What needs to be done
Those lines of the records that contain "Serialize" are to be located and copied.

'''

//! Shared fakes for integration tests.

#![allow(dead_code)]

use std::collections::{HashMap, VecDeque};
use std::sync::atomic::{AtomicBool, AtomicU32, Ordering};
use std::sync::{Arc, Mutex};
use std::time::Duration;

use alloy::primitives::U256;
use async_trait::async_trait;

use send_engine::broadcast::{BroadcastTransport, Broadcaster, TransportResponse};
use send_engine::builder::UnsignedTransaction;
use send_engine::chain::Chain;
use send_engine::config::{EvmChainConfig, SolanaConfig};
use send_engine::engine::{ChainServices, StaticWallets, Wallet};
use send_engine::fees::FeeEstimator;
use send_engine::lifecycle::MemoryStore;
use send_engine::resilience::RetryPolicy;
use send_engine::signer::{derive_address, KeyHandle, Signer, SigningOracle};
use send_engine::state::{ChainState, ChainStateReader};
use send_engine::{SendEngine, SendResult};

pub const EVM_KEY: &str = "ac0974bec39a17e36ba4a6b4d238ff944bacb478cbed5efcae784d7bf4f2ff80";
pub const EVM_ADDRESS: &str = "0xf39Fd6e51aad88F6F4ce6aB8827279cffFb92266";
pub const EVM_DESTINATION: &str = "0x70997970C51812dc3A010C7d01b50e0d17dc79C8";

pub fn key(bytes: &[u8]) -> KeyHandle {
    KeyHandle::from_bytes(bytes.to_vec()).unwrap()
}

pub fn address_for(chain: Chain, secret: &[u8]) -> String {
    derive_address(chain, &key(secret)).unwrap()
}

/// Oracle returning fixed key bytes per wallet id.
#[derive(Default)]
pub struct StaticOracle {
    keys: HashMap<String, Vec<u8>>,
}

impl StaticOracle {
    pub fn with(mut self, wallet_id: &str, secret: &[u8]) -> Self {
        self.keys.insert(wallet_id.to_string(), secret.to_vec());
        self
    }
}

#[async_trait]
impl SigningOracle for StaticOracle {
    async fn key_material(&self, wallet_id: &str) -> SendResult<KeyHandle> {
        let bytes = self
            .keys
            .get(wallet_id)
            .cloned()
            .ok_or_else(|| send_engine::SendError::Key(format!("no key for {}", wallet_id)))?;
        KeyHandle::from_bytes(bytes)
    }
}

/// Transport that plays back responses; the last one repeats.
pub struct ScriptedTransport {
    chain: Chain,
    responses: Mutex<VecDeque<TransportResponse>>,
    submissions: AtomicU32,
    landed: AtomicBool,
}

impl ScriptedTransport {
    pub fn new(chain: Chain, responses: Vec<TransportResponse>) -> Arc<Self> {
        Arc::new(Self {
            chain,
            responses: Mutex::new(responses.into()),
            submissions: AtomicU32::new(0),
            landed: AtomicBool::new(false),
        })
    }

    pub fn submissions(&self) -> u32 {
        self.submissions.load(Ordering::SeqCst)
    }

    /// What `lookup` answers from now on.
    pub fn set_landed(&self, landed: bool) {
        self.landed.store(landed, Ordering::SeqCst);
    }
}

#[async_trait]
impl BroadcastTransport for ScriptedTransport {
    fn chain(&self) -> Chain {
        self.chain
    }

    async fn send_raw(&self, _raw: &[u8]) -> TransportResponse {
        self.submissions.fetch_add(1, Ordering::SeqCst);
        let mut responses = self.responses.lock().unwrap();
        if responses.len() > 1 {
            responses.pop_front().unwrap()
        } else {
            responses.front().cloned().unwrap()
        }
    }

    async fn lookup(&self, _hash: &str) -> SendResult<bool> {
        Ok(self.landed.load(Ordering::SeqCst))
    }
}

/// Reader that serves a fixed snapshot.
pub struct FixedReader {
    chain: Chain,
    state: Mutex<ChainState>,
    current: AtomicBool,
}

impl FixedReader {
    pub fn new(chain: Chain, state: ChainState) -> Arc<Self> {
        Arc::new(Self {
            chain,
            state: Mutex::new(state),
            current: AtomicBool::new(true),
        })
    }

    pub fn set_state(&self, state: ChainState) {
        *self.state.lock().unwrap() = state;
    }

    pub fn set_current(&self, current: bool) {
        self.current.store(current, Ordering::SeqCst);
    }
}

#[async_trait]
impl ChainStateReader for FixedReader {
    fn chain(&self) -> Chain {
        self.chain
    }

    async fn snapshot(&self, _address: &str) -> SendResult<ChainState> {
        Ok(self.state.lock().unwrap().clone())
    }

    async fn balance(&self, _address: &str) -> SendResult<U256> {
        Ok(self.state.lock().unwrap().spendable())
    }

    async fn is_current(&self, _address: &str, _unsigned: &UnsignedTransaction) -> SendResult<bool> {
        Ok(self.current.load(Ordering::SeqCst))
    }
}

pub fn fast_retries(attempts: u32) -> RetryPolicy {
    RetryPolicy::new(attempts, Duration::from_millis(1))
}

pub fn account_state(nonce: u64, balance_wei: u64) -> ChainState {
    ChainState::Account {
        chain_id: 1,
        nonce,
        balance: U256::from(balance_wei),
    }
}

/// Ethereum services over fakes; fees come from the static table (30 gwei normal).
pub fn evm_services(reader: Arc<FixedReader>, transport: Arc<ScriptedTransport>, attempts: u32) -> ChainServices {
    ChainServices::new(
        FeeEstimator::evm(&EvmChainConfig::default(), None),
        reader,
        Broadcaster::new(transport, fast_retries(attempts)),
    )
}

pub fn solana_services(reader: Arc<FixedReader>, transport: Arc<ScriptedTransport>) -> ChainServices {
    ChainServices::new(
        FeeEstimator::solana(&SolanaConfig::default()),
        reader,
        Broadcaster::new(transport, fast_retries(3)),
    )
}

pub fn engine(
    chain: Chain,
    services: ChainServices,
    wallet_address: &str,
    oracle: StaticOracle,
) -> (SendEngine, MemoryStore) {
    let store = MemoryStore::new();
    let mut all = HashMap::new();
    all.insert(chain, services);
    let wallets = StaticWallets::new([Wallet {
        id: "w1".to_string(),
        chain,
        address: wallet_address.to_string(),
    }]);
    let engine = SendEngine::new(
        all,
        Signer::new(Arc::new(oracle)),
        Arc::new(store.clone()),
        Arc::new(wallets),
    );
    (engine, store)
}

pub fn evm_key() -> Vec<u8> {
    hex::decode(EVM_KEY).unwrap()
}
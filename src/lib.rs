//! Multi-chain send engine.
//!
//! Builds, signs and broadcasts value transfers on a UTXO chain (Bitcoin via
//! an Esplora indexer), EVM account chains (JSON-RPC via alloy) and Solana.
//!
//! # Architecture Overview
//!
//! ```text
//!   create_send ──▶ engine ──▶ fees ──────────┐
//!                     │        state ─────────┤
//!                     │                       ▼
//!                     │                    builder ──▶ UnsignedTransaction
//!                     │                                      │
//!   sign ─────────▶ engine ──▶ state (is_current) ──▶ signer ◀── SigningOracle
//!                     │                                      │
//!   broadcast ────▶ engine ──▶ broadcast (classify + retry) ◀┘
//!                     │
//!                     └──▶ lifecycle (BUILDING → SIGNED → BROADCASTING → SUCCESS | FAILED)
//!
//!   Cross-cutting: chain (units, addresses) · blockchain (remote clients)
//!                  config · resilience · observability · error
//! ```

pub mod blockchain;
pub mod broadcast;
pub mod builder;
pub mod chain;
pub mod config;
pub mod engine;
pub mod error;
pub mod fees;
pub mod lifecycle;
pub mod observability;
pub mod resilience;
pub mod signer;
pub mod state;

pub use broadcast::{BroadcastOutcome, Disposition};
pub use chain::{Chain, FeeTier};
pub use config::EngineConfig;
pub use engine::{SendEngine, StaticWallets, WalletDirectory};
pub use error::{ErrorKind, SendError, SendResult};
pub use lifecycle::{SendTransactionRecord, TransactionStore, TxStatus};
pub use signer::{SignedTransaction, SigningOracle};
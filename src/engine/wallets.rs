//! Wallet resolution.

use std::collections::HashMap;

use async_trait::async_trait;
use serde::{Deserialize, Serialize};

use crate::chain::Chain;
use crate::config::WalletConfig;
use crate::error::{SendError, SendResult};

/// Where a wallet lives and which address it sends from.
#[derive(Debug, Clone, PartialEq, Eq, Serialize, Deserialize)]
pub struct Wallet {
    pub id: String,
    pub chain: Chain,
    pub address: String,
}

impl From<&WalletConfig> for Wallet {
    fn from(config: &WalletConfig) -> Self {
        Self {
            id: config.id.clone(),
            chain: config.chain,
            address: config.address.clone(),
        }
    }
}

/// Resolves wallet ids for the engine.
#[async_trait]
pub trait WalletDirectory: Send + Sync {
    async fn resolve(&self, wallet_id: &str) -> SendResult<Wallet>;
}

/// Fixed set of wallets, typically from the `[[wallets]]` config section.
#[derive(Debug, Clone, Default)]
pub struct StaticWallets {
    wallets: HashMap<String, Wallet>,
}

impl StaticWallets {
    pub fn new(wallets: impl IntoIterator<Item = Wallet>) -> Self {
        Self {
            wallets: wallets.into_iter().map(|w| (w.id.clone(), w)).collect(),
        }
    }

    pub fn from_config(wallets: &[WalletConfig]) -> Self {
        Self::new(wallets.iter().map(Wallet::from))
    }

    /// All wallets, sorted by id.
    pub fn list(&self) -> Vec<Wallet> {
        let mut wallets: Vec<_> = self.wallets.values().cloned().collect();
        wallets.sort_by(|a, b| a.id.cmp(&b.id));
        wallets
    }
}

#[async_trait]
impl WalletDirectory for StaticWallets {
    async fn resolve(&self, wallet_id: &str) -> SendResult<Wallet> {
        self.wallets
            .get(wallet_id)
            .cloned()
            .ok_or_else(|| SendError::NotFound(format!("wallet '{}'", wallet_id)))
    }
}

'''

Reply
use serde::{Deserialize, Serialize};
#[derive(Debug, Clone, PartialEq, Eq, Serialize, Deserialize)]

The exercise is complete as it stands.